▶ **Exercise instructions**
From the records below, transcribe only the lines running from the one with "assert_eq!(lp1.dim(), (4, 6));" through the one with "lp2.vec_c().as_ref(), abs_all <= 0.);". Keep both of those end lines.

Records from a data source:
....

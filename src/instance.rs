use num_traits::{Zero, One};
use rand::Rng;
use rand::distributions::{Distribution, Standard};
use totsu_core::{LinAlgEx, MatType};
use crate::{MatBuild, RelaxError, Formulation, Objective, Constraint, Sense};
use crate::{feasibility, rounding, Rounded};

//

/// Boolean linear program
///
/// <script src="https://polyfill.io/v3/polyfill.min.js?features=es6"></script>
/// <script id="MathJax-script" async src="https://cdn.jsdelivr.net/npm/mathjax@3/es5/tex-mml-chtml.js"></script>
///
/// The problem is
/// \\[
/// \begin{array}{ll}
/// {\rm minimize} & c^T x \\\\
/// {\rm subject \ to} & A x \preceq b \\\\
/// & x_i \in \lbrace 0, 1 \rbrace, \quad i = 1, \ldots, n,
/// \end{array}
/// \\]
/// where
/// - variables \\( x \in \mathbb{R}^n \\)
/// - \\( c \in \mathbb{R}^n \\)
/// - \\( A \in \mathbb{R}^{m \times n},\ b \in \mathbb{R}^m \\).
///
/// Its relaxation (see [`BoolLp::relax`]) replaces \\( x_i \in \lbrace 0, 1 \rbrace \\) with \\( 0 \le x_i \le 1 \\).
pub struct BoolLp<L: LinAlgEx>
{
    sense: Sense,
    vec_c: MatBuild<L>,
    mat_a: MatBuild<L>,
    vec_b: MatBuild<L>,
}

impl<L: LinAlgEx> BoolLp<L>
{
    /// Creates a boolean LP with given data.
    ///
    /// Returns a [`BoolLp`] instance to be minimized,
    /// or `Err` with [`RelaxError::SizeMismatch`] if the sizes are inconsistent.
    /// * `vec_c` is \\(c\\).
    /// * `mat_a` is \\(A\\).
    /// * `vec_b` is \\(b\\).
    pub fn new(vec_c: MatBuild<L>, mat_a: MatBuild<L>, vec_b: MatBuild<L>) -> Result<Self, RelaxError>
    {
        let n = vec_c.size().0;
        let m = vec_b.size().0;

        if vec_c.size() != (n, 1) || vec_b.size() != (m, 1) || mat_a.size() != (m, n) {
            log::error!("Size mismatch: vec_c{:?}, mat_a{:?}, vec_b{:?}", vec_c.size(), mat_a.size(), vec_b.size());
            return Err(RelaxError::SizeMismatch);
        }

        Ok(BoolLp {
            sense: Sense::Minimize,
            vec_c,
            mat_a,
            vec_b,
        })
    }

    /// Changes the objective direction.
    pub fn sense(mut self, sense: Sense) -> Self
    {
        self.sense = sense;
        self
    }

    /// Number of variables and constraints.
    ///
    /// Returns a tuple of \\(n\\) and \\(m\\).
    pub fn dim(&self) -> (usize, usize)
    {
        (self.vec_c.size().0, self.vec_b.size().0)
    }

    pub fn objective_sense(&self) -> Sense
    {
        self.sense
    }

    pub fn vec_c(&self) -> &MatBuild<L>
    {
        &self.vec_c
    }

    pub fn mat_a(&self) -> &MatBuild<L>
    {
        &self.mat_a
    }

    pub fn vec_b(&self) -> &MatBuild<L>
    {
        &self.vec_b
    }

    /// Relaxes to a linear program.
    ///
    /// Returns the [`Formulation`] with \\(A x \preceq b\\) and \\(0 \le x_i \le 1\\),
    /// or `Err` as [`Formulation::new`] does.
    pub fn relax(&self) -> Result<Formulation<'_, L>, RelaxError>
    {
        Formulation::new(
            Objective {
                sense: self.sense,
                vec_c: &self.vec_c,
            },
            vec![
                Constraint::LessEq {
                    mat_g: &self.mat_a,
                    vec_h: &self.vec_b,
                },
                Constraint::Bounds {
                    lower: L::F::zero(),
                    upper: L::F::one(),
                },
            ],
        )
    }

    /// Objective value \\(c^T x\\).
    pub fn objective(&self, x: &[L::F]) -> L::F
    {
        self.vec_c.dot_col(x)
    }

    /// Strict feasibility of \\(A x \preceq b\\). See [`feasibility::is_feasible`].
    pub fn is_feasible(&self, x: &[L::F]) -> bool
    {
        feasibility::is_feasible(&self.mat_a, &self.vec_b, x)
    }

    /// Feasibility of \\(A x \preceq b + tol \mathbb{1}\\). See [`feasibility::is_feasible_tol`].
    pub fn is_feasible_tol(&self, x: &[L::F], tol: L::F) -> bool
    {
        feasibility::is_feasible_tol(&self.mat_a, &self.vec_b, x, tol)
    }

    /// See [`feasibility::max_violation`].
    pub fn max_violation(&self, x: &[L::F]) -> L::F
    {
        feasibility::max_violation(&self.mat_a, &self.vec_b, x)
    }

    /// Rounds a relaxed solution by a threshold and evaluates the candidate.
    ///
    /// Returns the [`Rounded`] record, or `Err` with [`RelaxError::InvalidThreshold`].
    /// * `x_rlx` is a relaxed solution.
    /// * `threshold` is \\(t \in [0, 1]\\).
    /// * `tol` is a feasibility tolerance; zero means the strict check.
    pub fn evaluate(&self, x_rlx: &[L::F], threshold: L::F, tol: L::F) -> Result<Rounded<L::F>, RelaxError>
    {
        let x_hat = rounding::round_threshold(x_rlx, threshold)?;

        Ok(Rounded {
            threshold,
            feasible: self.is_feasible_tol(&x_hat, tol),
            objective: self.objective(&x_hat),
            max_violation: self.max_violation(&x_hat),
            x_hat,
        })
    }
}

impl<L: LinAlgEx> BoolLp<L>
where Standard: Distribution<L::F>
{
    /// Generates a random instance.
    ///
    /// \\(A_{ij} \sim U[0, 1)\\), \\(b = {1 \over 2} A \mathbb{1}\\), \\(c_i \sim -U[0, 1)\\).
    /// With nonnegative \\(A\\) and \\(b\\), \\(x = 0\\) is always feasible.
    /// * `m` is a number of constraints.
    /// * `n` is a number of variables.
    /// * `rng` is a random number generator whose seed is up to the caller.
    pub fn random<R: Rng>(m: usize, n: usize, rng: &mut R) -> Self
    {
        let f1 = L::F::one();
        let half = f1 / (f1 + f1);

        let mat_a = MatBuild::new(MatType::General(m, n))
                    .by_fn(|_, _| rng.gen());
        let vec_b = MatBuild::col(&mat_a.mul_vec(&vec![half; n]));
        let vec_c = MatBuild::new(MatType::General(n, 1))
                    .by_fn(|_, _| -rng.gen::<L::F>());

        BoolLp {
            sense: Sense::Minimize,
            vec_c,
            mat_a,
            vec_b,
        }
    }
}

//

#[test]
fn test_boollp_new()
{
    use totsu_core::FloatGeneric;

    type L = FloatGeneric<f64>;

    let vec_c = MatBuild::<L>::col(&[1., 2.]);
    let mat_a = MatBuild::<L>::new(MatType::General(1, 2));
    let vec_b = MatBuild::<L>::col(&[1., 1.]);

    let rslt = BoolLp::new(vec_c, mat_a, vec_b);
    assert_eq!(rslt.err(), Some(RelaxError::SizeMismatch));

    let vec_c = MatBuild::<L>::col(&[1., 2., 3.]);
    let mat_a = MatBuild::<L>::new(MatType::General(2, 2));
    let vec_b = MatBuild::<L>::col(&[1., 1.]);

    let rslt = BoolLp::new(vec_c, mat_a, vec_b);
    assert_eq!(rslt.err(), Some(RelaxError::SizeMismatch));
}

#[test]
fn test_boollp_random()
{
    use float_eq::assert_float_eq;
    use rand::SeedableRng;
    use rand_xoshiro::Xoshiro256StarStar;
    use totsu_core::FloatGeneric;

    type L = FloatGeneric<f64>;

    let lp1 = BoolLp::<L>::random(6, 4, &mut Xoshiro256StarStar::seed_from_u64(1));
    let lp2 = BoolLp::<L>::random(6, 4, &mut Xoshiro256StarStar::seed_from_u64(1));

    assert_eq!(lp1.dim(), (4, 6));
    assert_float_eq!(lp1.mat_a().as_ref(), lp2.mat_a().as_ref(), abs_all <= 0.);
    assert_float_eq!(lp1.vec_c().as_ref(), lp2.vec_c().as_ref(), abs_all <= 0.);

    assert!(lp1.mat_a().as_ref().iter().all(|&a| (0. ..1.).contains(&a)));
    assert!(lp1.vec_c().as_ref().iter().all(|&c| c <= 0.));

    // b = A*1/2
    for r in 0.. 6 {
        let row_sum: f64 = (0.. 4).map(|c| lp1.mat_a()[(r, c)]).sum();
        assert_float_eq!(lp1.vec_b()[(r, 0)], row_sum / 2., abs <= 1e-12);
    }

    // zero is feasible, all-ones is not
    assert!(lp1.is_feasible(&[0.; 4]));
    assert!(!lp1.is_feasible(&[1.; 4]));
}

#[test]
fn test_boollp_evaluate()
{
    use float_eq::assert_float_eq;
    use totsu_core::FloatGeneric;

    type L = FloatGeneric<f64>;

    let lp = BoolLp::<L>::new(
        MatBuild::col(&[-1., -2.]),
        MatBuild::new(MatType::General(1, 2)).iter_rowmaj(&[1., 1.]),
        MatBuild::col(&[1.]),
    ).unwrap();

    let rnd = lp.evaluate(&[0.6, 0.8], 0.5, 0.).unwrap();
    assert_eq!(rnd.x_hat, vec![1., 1.]);
    assert!(!rnd.feasible);
    assert_float_eq!(rnd.max_violation, 1., abs <= 1e-12);
    assert_float_eq!(rnd.objective, -3., abs <= 1e-12);

    let rnd = lp.evaluate(&[0.6, 0.8], 0.5, 1.).unwrap();
    assert!(rnd.feasible);

    // a NaN row is never satisfied
    let lp = BoolLp::<L>::new(
        MatBuild::col(&[1.]),
        MatBuild::new(MatType::General(1, 1)).iter_rowmaj(&[f64::NAN]),
        MatBuild::col(&[1.]),
    ).unwrap();

    let rnd = lp.evaluate(&[1.], 0.5, 0.).unwrap();
    assert_eq!(rnd.x_hat, vec![1.]);
    assert!(!lp.is_feasible(&rnd.x_hat));
    assert_eq!(rnd.feasible, lp.is_feasible(&rnd.x_hat));
}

....

▶ **Your response**
    assert_eq!(lp1.dim(), (4, 6));
    assert_float_eq!(lp1.mat_a().as_ref(), lp2.mat_a().as_ref(), abs_all <= 0.);
    assert_float_eq!(lp1.vec_c().as_ref(), lp2.vec_c().as_ref(), abs_all <= 0.);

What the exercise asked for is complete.